> _WHAT TO PRODUCE_:
Copy each line of the entries beneath that contains the word "degradation".

*** Opening AVAILABLE RECORDS ***

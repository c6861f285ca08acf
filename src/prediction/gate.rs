//! Gate between the classifier and the user.
//!
//! A prediction is surfaced only when every check passes, in this order:
//!
//! 1. Cold start: enough labeled examples over enough distinct destinations
//! 2. Absolute confidence of the top candidate
//! 3. Margin between the top two candidates
//! 4. No negative pattern matching the file targets the predicted destination
//! 5. Optional caller allow-list
//!
//! Model failures and timeouts fail closed. Runtime drift (low acceptance or
//! high override rate over the outcome window) rolls back to the last accepted
//! model version, or disables predictions when there is none.

use chrono::{DateTime, Duration, Utc};
use std::collections::HashSet;
use std::sync::{Arc, Mutex, MutexGuard};

use super::classifier::{Classifier, FileFeatures, TrainingExample, TrainingRecord};
use super::window::{OutcomeWindow, PredictionOutcome};
use crate::config::GateConfig;
use crate::error::ModelError;
use crate::models::{Destination, FileView, Suggestion, SuggestionSource};
use crate::patterns::{LearnedPattern, PatternMatcher};
use crate::ports::{ActivityEvent, ActivityLog, PersistentStore};
use crate::utils::format_percent;

/// A prediction that passed every check
#[derive(Debug, Clone, PartialEq)]
pub struct Prediction {
    pub destination: Destination,
    pub confidence: f64,
    /// Top confidence minus the runner-up's
    pub margin: f64,
    pub version: Option<String>,
}

impl Prediction {
    pub fn into_suggestion(self) -> Suggestion {
        Suggestion {
            reason: format!("Predicted with {} confidence", format_percent(self.confidence)),
            destination: self.destination,
            confidence: self.confidence,
            source: SuggestionSource::Prediction,
            rule_id: None,
        }
    }
}

/// Why no prediction was surfaced. These are normal outcomes, not errors.
#[derive(Debug, Clone, PartialEq)]
pub enum GateRejection {
    Disabled,
    ColdStart { examples: usize, destinations: usize },
    ModelUnavailable(ModelError),
    NoCandidates,
    BelowConfidence(f64),
    AmbiguousMargin(f64),
    NegativePattern,
    NotAllowed,
}

#[derive(Debug, Clone, PartialEq)]
pub enum GateDecision {
    Accepted(Prediction),
    Rejected(GateRejection),
}

/// Why a retrain is due
#[derive(Debug, Clone, PartialEq)]
pub enum RetrainReason {
    Untrained,
    LowAcceptance(f64),
    HighOverride(f64),
    Stale { hours: i64 },
    NewExamples(usize),
}

#[derive(Debug, Clone, PartialEq, Eq)]
pub enum RollbackOutcome {
    RolledBack { from: Option<String>, to: String },
    Disabled { from: Option<String> },
}

#[derive(Debug)]
struct GateState {
    example_count: usize,
    destinations: HashSet<Destination>,
    new_examples: usize,
    window: OutcomeWindow,
    history: Vec<TrainingRecord>,
    last_trained_at: Option<DateTime<Utc>>,
    disabled: bool,
}

pub struct PredictionGate {
    classifier: Arc<dyn Classifier>,
    config: GateConfig,
    matcher: PatternMatcher,
    state: Mutex<GateState>,
    store: Option<Arc<dyn PersistentStore>>,
    activity: Option<Arc<dyn ActivityLog>>,
}

impl PredictionGate {
    pub fn new(classifier: Arc<dyn Classifier>, config: GateConfig) -> Self {
        let window = OutcomeWindow::new(config.window_size());
        Self {
            classifier,
            config,
            matcher: PatternMatcher::default(),
            state: Mutex::new(GateState {
                example_count: 0,
                destinations: HashSet::new(),
                new_examples: 0,
                window,
                history: Vec::new(),
                last_trained_at: None,
                disabled: false,
            }),
            store: None,
            activity: None,
        }
    }

    /// Persist training records through `store`
    pub fn with_store(mut self, store: Arc<dyn PersistentStore>) -> Self {
        self.store = Some(store);
        self
    }

    pub fn with_activity(mut self, activity: Arc<dyn ActivityLog>) -> Self {
        self.activity = Some(activity);
        self
    }

    /// Restore training history loaded from the store
    pub fn with_history(self, history: Vec<TrainingRecord>) -> Self {
        {
            let mut state = self.state();
            state.last_trained_at = history.iter().map(|r| r.trained_at).max();
            state.history = history;
        }
        self
    }

    pub fn config(&self) -> &GateConfig {
        &self.config
    }

    pub fn history(&self) -> Vec<TrainingRecord> {
        self.state().history.clone()
    }

    pub fn is_disabled(&self) -> bool {
        self.state().disabled
    }

    fn state(&self) -> MutexGuard<'_, GateState> {
        match self.state.lock() {
            Ok(guard) => guard,
            Err(poisoned) => poisoned.into_inner(),
        }
    }

    /// Count a labeled example toward cold start and retraining
    pub fn observe_example(&self, example: &TrainingExample) {
        let mut state = self.state();
        state.example_count += 1;
        state.new_examples += 1;
        state.destinations.insert(example.destination.clone());
    }

    /// Run the gate for one file
    pub async fn evaluate<F: FileView + Sync + ?Sized>(
        &self,
        file: &F,
        patterns: &[LearnedPattern],
        allow_list: Option<&[Destination]>,
        now: DateTime<Utc>,
    ) -> GateDecision {
        {
            let state = self.state();
            if state.disabled {
                return GateDecision::Rejected(GateRejection::Disabled);
            }
            if state.example_count < self.config.min_training_examples
                || state.destinations.len() < self.config.min_distinct_destinations
            {
                return GateDecision::Rejected(GateRejection::ColdStart {
                    examples: state.example_count,
                    destinations: state.destinations.len(),
                });
            }
        }

        let features = FileFeatures::from_file(file, now);
        let timeout = std::time::Duration::from_millis(self.config.prediction_timeout_ms);
        let predicted = match tokio::time::timeout(timeout, self.classifier.predict(&features)).await {
            Ok(result) => result,
            Err(_) => Err(ModelError::Timeout(self.config.prediction_timeout_ms)),
        };
        let mut candidates = match predicted {
            Ok(candidates) => candidates,
            Err(e) => {
                tracing::warn!(file = file.name(), "[PredictionGate] Model unavailable: {}", e);
                return GateDecision::Rejected(GateRejection::ModelUnavailable(e));
            }
        };

        if let Some(bad) = candidates
            .iter()
            .find(|c| !c.confidence.is_finite() || !(0.0..=1.0).contains(&c.confidence))
        {
            let error = ModelError::Corrupt(format!(
                "confidence {} for {}",
                bad.confidence,
                bad.destination.display_name()
            ));
            tracing::warn!(file = file.name(), "[PredictionGate] Model unavailable: {}", error);
            return GateDecision::Rejected(GateRejection::ModelUnavailable(error));
        }

        candidates.sort_by(|a, b| b.confidence.total_cmp(&a.confidence));
        let Some(top) = candidates.first() else {
            return GateDecision::Rejected(GateRejection::NoCandidates);
        };

        if top.confidence < self.config.min_confidence {
            return GateDecision::Rejected(GateRejection::BelowConfidence(top.confidence));
        }

        let runner_up = candidates.get(1).map(|c| c.confidence).unwrap_or(0.0);
        let margin = top.confidence - runner_up;
        if margin < self.config.min_margin {
            return GateDecision::Rejected(GateRejection::AmbiguousMargin(margin));
        }

        if self
            .matcher
            .blocks_destination(file, &top.destination, patterns, now)
        {
            tracing::debug!(file = file.name(), "[PredictionGate] Blocked by negative pattern");
            return GateDecision::Rejected(GateRejection::NegativePattern);
        }

        if let Some(allowed) = allow_list {
            if !allowed.contains(&top.destination) {
                return GateDecision::Rejected(GateRejection::NotAllowed);
            }
        }

        let version = self.classifier.current_version().await.map(|v| v.id);
        GateDecision::Accepted(Prediction {
            destination: top.destination.clone(),
            confidence: top.confidence,
            margin,
            version,
        })
    }

    fn degradation(&self, window: &OutcomeWindow) -> Option<RetrainReason> {
        if window.len() < self.config.min_window_samples {
            return None;
        }
        if let Some(rate) = window.acceptance_rate() {
            if rate < self.config.min_acceptance_rate {
                return Some(RetrainReason::LowAcceptance(rate));
            }
        }
        if let Some(rate) = window.override_rate() {
            if rate > self.config.max_override_rate {
                return Some(RetrainReason::HighOverride(rate));
            }
        }
        None
    }

    /// Record what the user did with a prediction; rolls back on drift
    pub async fn record_outcome(
        &self,
        outcome: PredictionOutcome,
        now: DateTime<Utc>,
    ) -> Option<RollbackOutcome> {
        let degraded = {
            let mut state = self.state();
            if state.disabled {
                return None;
            }
            state.window.push(outcome);
            self.degradation(&state.window)
        };

        let reason = degraded?;
        tracing::warn!("[PredictionGate] Model degraded at runtime: {:?}", reason);
        Some(self.rollback(now).await)
    }

    /// Whether and why the model should be retrained
    pub fn retrain_reason(&self, now: DateTime<Utc>) -> Option<RetrainReason> {
        let state = self.state();
        if state.example_count < self.config.min_training_examples
            || state.destinations.len() < self.config.min_distinct_destinations
        {
            return None;
        }
        if let Some(reason) = self.degradation(&state.window) {
            return Some(reason);
        }

        let Some(last) = state.last_trained_at else {
            return Some(RetrainReason::Untrained);
        };
        let age = now - last;
        let max_age = Duration::try_hours(self.config.max_model_age_hours);
        if max_age.is_some_and(|max| age > max) {
            return Some(RetrainReason::Stale {
                hours: age.num_hours(),
            });
        }
        if state.new_examples >= self.config.retrain_after_new_examples {
            return Some(RetrainReason::NewExamples(state.new_examples));
        }
        None
    }

    /// Train a new version and activate it if it validates
    pub async fn retrain(
        &self,
        examples: &[TrainingExample],
        now: DateTime<Utc>,
    ) -> Result<TrainingRecord, ModelError> {
        let metrics = match self.classifier.train(examples).await {
            Ok(metrics) => metrics,
            Err(e) => {
                tracing::warn!("[PredictionGate] Training failed: {}", e);
                return Err(e);
            }
        };

        let mut accepted = metrics.validation_accuracy >= self.config.min_validation_accuracy;
        if accepted {
            if let Err(e) = self.classifier.activate_version(&metrics.version).await {
                tracing::warn!(version = %metrics.version, "[PredictionGate] Activation failed: {}", e);
                accepted = false;
            }
        } else {
            tracing::info!(
                version = %metrics.version,
                accuracy = metrics.validation_accuracy,
                "[PredictionGate] New version failed validation, keeping current"
            );
        }

        let record = TrainingRecord {
            version: metrics.version,
            trained_at: now,
            example_count: metrics.example_count,
            label_count: metrics.label_count,
            validation_accuracy: metrics.validation_accuracy,
            accepted,
            rejected_at: None,
        };

        {
            let mut state = self.state();
            state.history.push(record.clone());
            state.last_trained_at = Some(now);
            state.new_examples = 0;
            if accepted {
                state.window.clear();
                state.disabled = false;
            }
        }
        self.persist(&record);

        if accepted {
            tracing::info!(version = %record.version, "[PredictionGate] Activated new model version");
        }
        Ok(record)
    }

    /// Reject the active version and fall back to the last accepted one
    pub async fn rollback(&self, now: DateTime<Utc>) -> RollbackOutcome {
        let current = self.classifier.current_version().await.map(|v| v.id);

        let (rejected, target) = {
            let mut state = self.state();
            let mut rejected = Vec::new();
            if let Some(id) = &current {
                for record in state.history.iter_mut().filter(|r| r.version == *id) {
                    record.rejected_at = Some(now);
                    rejected.push(record.clone());
                }
            }
            state.window.clear();
            let target = state
                .history
                .iter()
                .rev()
                .find(|r| r.is_usable() && Some(&r.version) != current.as_ref())
                .map(|r| r.version.clone());
            (rejected, target)
        };
        for record in &rejected {
            self.persist(record);
        }

        if let Some(to) = target {
            match self.classifier.activate_version(&to).await {
                Ok(()) => {
                    tracing::info!(from = ?current, to = %to, "[PredictionGate] Rolled back model");
                    self.log(ActivityEvent::ModelRolledBack {
                        from_version: current.clone(),
                        to_version: Some(to.clone()),
                    });
                    return RollbackOutcome::RolledBack { from: current, to };
                }
                Err(e) => {
                    tracing::warn!(version = %to, "[PredictionGate] Rollback target unusable: {}", e);
                }
            }
        }

        if let Err(e) = self.classifier.deactivate_current().await {
            tracing::warn!("[PredictionGate] Failed to deactivate model: {}", e);
        }
        self.state().disabled = true;
        tracing::warn!(from = ?current, "[PredictionGate] No usable model, predictions disabled");
        self.log(ActivityEvent::ModelRolledBack {
            from_version: current.clone(),
            to_version: None,
        });
        RollbackOutcome::Disabled { from: current }
    }

    fn persist(&self, record: &TrainingRecord) {
        if let Some(store) = &self.store {
            if let Err(e) = store.save_training_record(record) {
                tracing::warn!(version = %record.version, "[PredictionGate] Failed to save training record: {}", e);
            }
        }
    }

    fn log(&self, event: ActivityEvent) {
        if let Some(activity) = &self.activity {
            activity.record(event);
        }
    }
}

*** Closing AVAILABLE RECORDS ***

> _OUTPUT FOR THIS EXERCISE_:
    fn degradation(&self, window: &OutcomeWindow) -> Option<RetrainReason> {
            self.degradation(&state.window)
        if let Some(reason) = self.degradation(&state.window) {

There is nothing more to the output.